EXERCISE OBJECTIVE >>
Every entry must appear in the answer exactly as written.

● ● ●

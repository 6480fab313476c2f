//! In-memory event bus for tests and single-process deployments.

use crate::events::{
    domain::EventEnvelope,
    ports::{EventBus, EventBusError, EventBusResult},
};
use async_trait::async_trait;
use std::sync::{
    Arc, RwLock,
    atomic::{AtomicUsize, Ordering},
};
use tokio::sync::broadcast;

const DEFAULT_CAPACITY: usize = 256;

/// Event bus that records every envelope and fans it out to subscribers.
#[derive(Debug, Clone)]
pub struct InMemoryEventBus {
    published: Arc<RwLock<Vec<EventEnvelope>>>,
    sender: broadcast::Sender<EventEnvelope>,
    failures: Arc<AtomicUsize>,
}

impl Default for InMemoryEventBus {
    fn default() -> Self {
        Self::new()
    }
}

impl InMemoryEventBus {
    /// Creates an empty bus.
    #[must_use]
    pub fn new() -> Self {
        Self::with_capacity(DEFAULT_CAPACITY)
    }

    /// Creates an empty bus whose subscribers buffer `capacity` envelopes.
    #[must_use]
    pub fn with_capacity(capacity: usize) -> Self {
        let (sender, _) = broadcast::channel(capacity.max(1));
        Self {
            published: Arc::new(RwLock::new(Vec::new())),
            sender,
            failures: Arc::new(AtomicUsize::new(0)),
        }
    }

    /// Subscribes to envelopes published from now on.
    #[must_use]
    pub fn subscribe(&self) -> broadcast::Receiver<EventEnvelope> {
        self.sender.subscribe()
    }

    /// Makes the next `count` publishes fail as unavailable.
    pub fn fail_next(&self, count: usize) {
        self.failures.store(count, Ordering::SeqCst);
    }

    /// Returns every envelope published so far.
    #[must_use]
    pub fn published(&self) -> Vec<EventEnvelope> {
        self.published
            .read()
            .map(|guard| guard.clone())
            .unwrap_or_default()
    }

    /// Returns the published event type names in order.
    #[must_use]
    pub fn detail_types(&self) -> Vec<&'static str> {
        self.published()
            .iter()
            .map(EventEnvelope::detail_type)
            .collect()
    }

    fn take_failure(&self) -> bool {
        self.failures
            .fetch_update(Ordering::SeqCst, Ordering::SeqCst, |left| left.checked_sub(1))
            .is_ok()
    }
}

#[async_trait]
impl EventBus for InMemoryEventBus {
    async fn publish(&self, envelope: &EventEnvelope) -> EventBusResult<()> {
        if self.take_failure() {
            return Err(EventBusError::unavailable(std::io::Error::other(
                "injected event bus failure",
            )));
        }
        self.published
            .write()
            .map_err(|err| EventBusError::unavailable(std::io::Error::other(err.to_string())))?
            .push(envelope.clone());
        // No subscribers is not an error for a fan-out bus.
        let _ = self.sender.send(envelope.clone());
        Ok(())
    }
}
//! User listing and sign-up admission tests.

use std::sync::Arc;

use crate::identity::{
    adapters::memory::InMemoryUserDirectory,
    domain::{AccountStatus, Actor, IdentityDomainError, SignUpPolicy, UserId, UserProfile},
    ports::DirectoryError,
    services::{SignUpGuard, UserQueryService},
};
use rstest::{fixture, rstest};

fn user(id: &str) -> UserProfile {
    UserProfile::new(UserId::new(id).expect("valid user id"), format!("{id}@example.test"))
}

#[fixture]
fn directory() -> InMemoryUserDirectory {
    InMemoryUserDirectory::with_users([
        user("carol"),
        user("alice").with_admin_group("Admins"),
        user("dave").disabled(),
        user("erin").with_status(AccountStatus::ForceChangePassword),
        user("frank").with_status(AccountStatus::Deactivated),
        user("bob").with_display_name("Bob B."),
    ])
}

fn admin() -> Actor {
    Actor::admin(UserId::new("alice").expect("valid user id"))
}

#[rstest]
#[tokio::test(flavor = "multi_thread")]
async fn list_users_returns_only_listable_accounts_sorted(directory: InMemoryUserDirectory) {
    let service = UserQueryService::new(Arc::new(directory));

    let users = service
        .list_users(&admin())
        .await
        .expect("listing should succeed");

    let ids: Vec<&str> = users.iter().map(|profile| profile.user_id.as_str()).collect();
    assert_eq!(ids, ["alice", "bob", "carol"]);
}

#[rstest]
#[tokio::test(flavor = "multi_thread")]
async fn list_users_surfaces_directory_outage(directory: InMemoryUserDirectory) {
    directory.set_unavailable(true);
    let service = UserQueryService::new(Arc::new(directory));

    let result = service.list_users(&admin()).await;

    assert!(matches!(result, Err(DirectoryError::Unavailable(_))));
}

#[rstest]
fn user_id_rejects_blank_values() {
    assert_eq!(UserId::new("   "), Err(IdentityDomainError::EmptyUserId));
    assert_eq!(
        UserId::new(" u-1 ").map(|id| id.to_string()),
        Ok("u-1".to_owned())
    );
}

#[rstest]
fn system_actor_is_admin_equivalent() {
    let actor = Actor::system("repository-webhook");

    assert!(actor.is_admin());
    assert!(actor.is_system());
    assert_eq!(actor.user_id().as_str(), "system:repository-webhook");
}

#[rstest]
#[case("someone@corp.example", true)]
#[case("SOMEONE@Corp.Example", true)]
#[case("someone@partner.example", true)]
#[case("someone@gmail.example", false)]
#[case("no-at-sign", false)]
fn sign_up_guard_applies_domain_allow_list(#[case] email: &str, #[case] admitted: bool) {
    let guard = SignUpGuard::new(SignUpPolicy::new([
        "corp.example".to_owned(),
        " Partner.Example ".to_owned(),
    ]));

    assert_eq!(guard.admit(email).is_ok(), admitted);
}

#[rstest]
fn empty_allow_list_admits_everyone() {
    let guard = SignUpGuard::default();

    assert!(guard.admit("anyone@anywhere.example").is_ok());
}

#[rstest]
fn rejected_domain_names_the_allow_list() {
    let policy = SignUpPolicy::new(["corp.example".to_owned()]);

    let result = policy.admit("x@other.example");

    assert_eq!(
        result,
        Err(IdentityDomainError::DomainNotAllowed {
            domain: "other.example".to_owned(),
            allowed: "corp.example".to_owned(),
        })
    );
}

● ● ●

FINISHED TASK >>
repository 6480fab313476c2f
//! In-memory event bus for tests and single-process deployments.

use crate::events::{
    domain::EventEnvelope,
    ports::{EventBus, EventBusError, EventBusResult},
};
use async_trait::async_trait;
use std::sync::{
    Arc, RwLock,
    atomic::{AtomicUsize, Ordering},
};
use tokio::sync::broadcast;

const DEFAULT_CAPACITY: usize = 256;

/// Event bus that records every envelope and fans it out to subscribers.
#[derive(Debug, Clone)]
pub struct InMemoryEventBus {
    published: Arc<RwLock<Vec<EventEnvelope>>>,
    sender: broadcast::Sender<EventEnvelope>,
    failures: Arc<AtomicUsize>,
}

impl Default for InMemoryEventBus {
    fn default() -> Self {
        Self::new()
    }
}

impl InMemoryEventBus {
    /// Creates an empty bus.
    #[must_use]
    pub fn new() -> Self {
        Self::with_capacity(DEFAULT_CAPACITY)
    }

    /// Creates an empty bus whose subscribers buffer `capacity` envelopes.
    #[must_use]
    pub fn with_capacity(capacity: usize) -> Self {
        let (sender, _) = broadcast::channel(capacity.max(1));
        Self {
            published: Arc::new(RwLock::new(Vec::new())),
            sender,
            failures: Arc::new(AtomicUsize::new(0)),
        }
    }

    /// Subscribes to envelopes published from now on.
    #[must_use]
    pub fn subscribe(&self) -> broadcast::Receiver<EventEnvelope> {
        self.sender.subscribe()
    }

    /// Makes the next `count` publishes fail as unavailable.
    pub fn fail_next(&self, count: usize) {
        self.failures.store(count, Ordering::SeqCst);
    }

    /// Returns every envelope published so far.
    #[must_use]
    pub fn published(&self) -> Vec<EventEnvelope> {
        self.published
            .read()
            .map(|guard| guard.clone())
            .unwrap_or_default()
    }

    /// Returns the published event type names in order.
    #[must_use]
    pub fn detail_types(&self) -> Vec<&'static str> {
        self.published()
            .iter()
            .map(EventEnvelope::detail_type)
            .collect()
    }

    fn take_failure(&self) -> bool {
        self.failures
            .fetch_update(Ordering::SeqCst, Ordering::SeqCst, |left| left.checked_sub(1))
            .is_ok()
    }
}

#[async_trait]
impl EventBus for InMemoryEventBus {
    async fn publish(&self, envelope: &EventEnvelope) -> EventBusResult<()> {
        if self.take_failure() {
            return Err(EventBusError::unavailable(std::io::Error::other(
                "injected event bus failure",
            )));
        }
        self.published
            .write()
            .map_err(|err| EventBusError::unavailable(std::io::Error::other(err.to_string())))?
            .push(envelope.clone());
        // No subscribers is not an error for a fan-out bus.
        let _ = self.sender.send(envelope.clone());
        Ok(())
    }
}
//! User listing and sign-up admission tests.

use std::sync::Arc;

use crate::identity::{
    adapters::memory::InMemoryUserDirectory,
    domain::{AccountStatus, Actor, IdentityDomainError, SignUpPolicy, UserId, UserProfile},
    ports::DirectoryError,
    services::{SignUpGuard, UserQueryService},
};
use rstest::{fixture, rstest};

fn user(id: &str) -> UserProfile {
    UserProfile::new(UserId::new(id).expect("valid user id"), format!("{id}@example.test"))
}

#[fixture]
fn directory() -> InMemoryUserDirectory {
    InMemoryUserDirectory::with_users([
        user("carol"),
        user("alice").with_admin_group("Admins"),
        user("dave").disabled(),
        user("erin").with_status(AccountStatus::ForceChangePassword),
        user("frank").with_status(AccountStatus::Deactivated),
        user("bob").with_display_name("Bob B."),
    ])
}

fn admin() -> Actor {
    Actor::admin(UserId::new("alice").expect("valid user id"))
}

#[rstest]
#[tokio::test(flavor = "multi_thread")]
async fn list_users_returns_only_listable_accounts_sorted(directory: InMemoryUserDirectory) {
    let service = UserQueryService::new(Arc::new(directory));

    let users = service
        .list_users(&admin())
        .await
        .expect("listing should succeed");

    let ids: Vec<&str> = users.iter().map(|profile| profile.user_id.as_str()).collect();
    assert_eq!(ids, ["alice", "bob", "carol"]);
}

#[rstest]
#[tokio::test(flavor = "multi_thread")]
async fn list_users_surfaces_directory_outage(directory: InMemoryUserDirectory) {
    directory.set_unavailable(true);
    let service = UserQueryService::new(Arc::new(directory));

    let result = service.list_users(&admin()).await;

    assert!(matches!(result, Err(DirectoryError::Unavailable(_))));
}

#[rstest]
fn user_id_rejects_blank_values() {
    assert_eq!(UserId::new("   "), Err(IdentityDomainError::EmptyUserId));
    assert_eq!(
        UserId::new(" u-1 ").map(|id| id.to_string()),
        Ok("u-1".to_owned())
    );
}

#[rstest]
fn system_actor_is_admin_equivalent() {
    let actor = Actor::system("repository-webhook");

    assert!(actor.is_admin());
    assert!(actor.is_system());
    assert_eq!(actor.user_id().as_str(), "system:repository-webhook");
}

#[rstest]
#[case("someone@corp.example", true)]
#[case("SOMEONE@Corp.Example", true)]
#[case("someone@partner.example", true)]
#[case("someone@gmail.example", false)]
#[case("no-at-sign", false)]
fn sign_up_guard_applies_domain_allow_list(#[case] email: &str, #[case] admitted: bool) {
    let guard = SignUpGuard::new(SignUpPolicy::new([
        "corp.example".to_owned(),
        " Partner.Example ".to_owned(),
    ]));

    assert_eq!(guard.admit(email).is_ok(), admitted);
}

#[rstest]
fn empty_allow_list_admits_everyone() {
    let guard = SignUpGuard::default();

    assert!(guard.admit("anyone@anywhere.example").is_ok());
}

#[rstest]
fn rejected_domain_names_the_allow_list() {
    let policy = SignUpPolicy::new(["corp.example".to_owned()]);

    let result = policy.admit("x@other.example");

    assert_eq!(
        result,
        Err(IdentityDomainError::DomainNotAllowed {
            domain: "other.example".to_owned(),
            allowed: "corp.example".to_owned(),
        })
    );
}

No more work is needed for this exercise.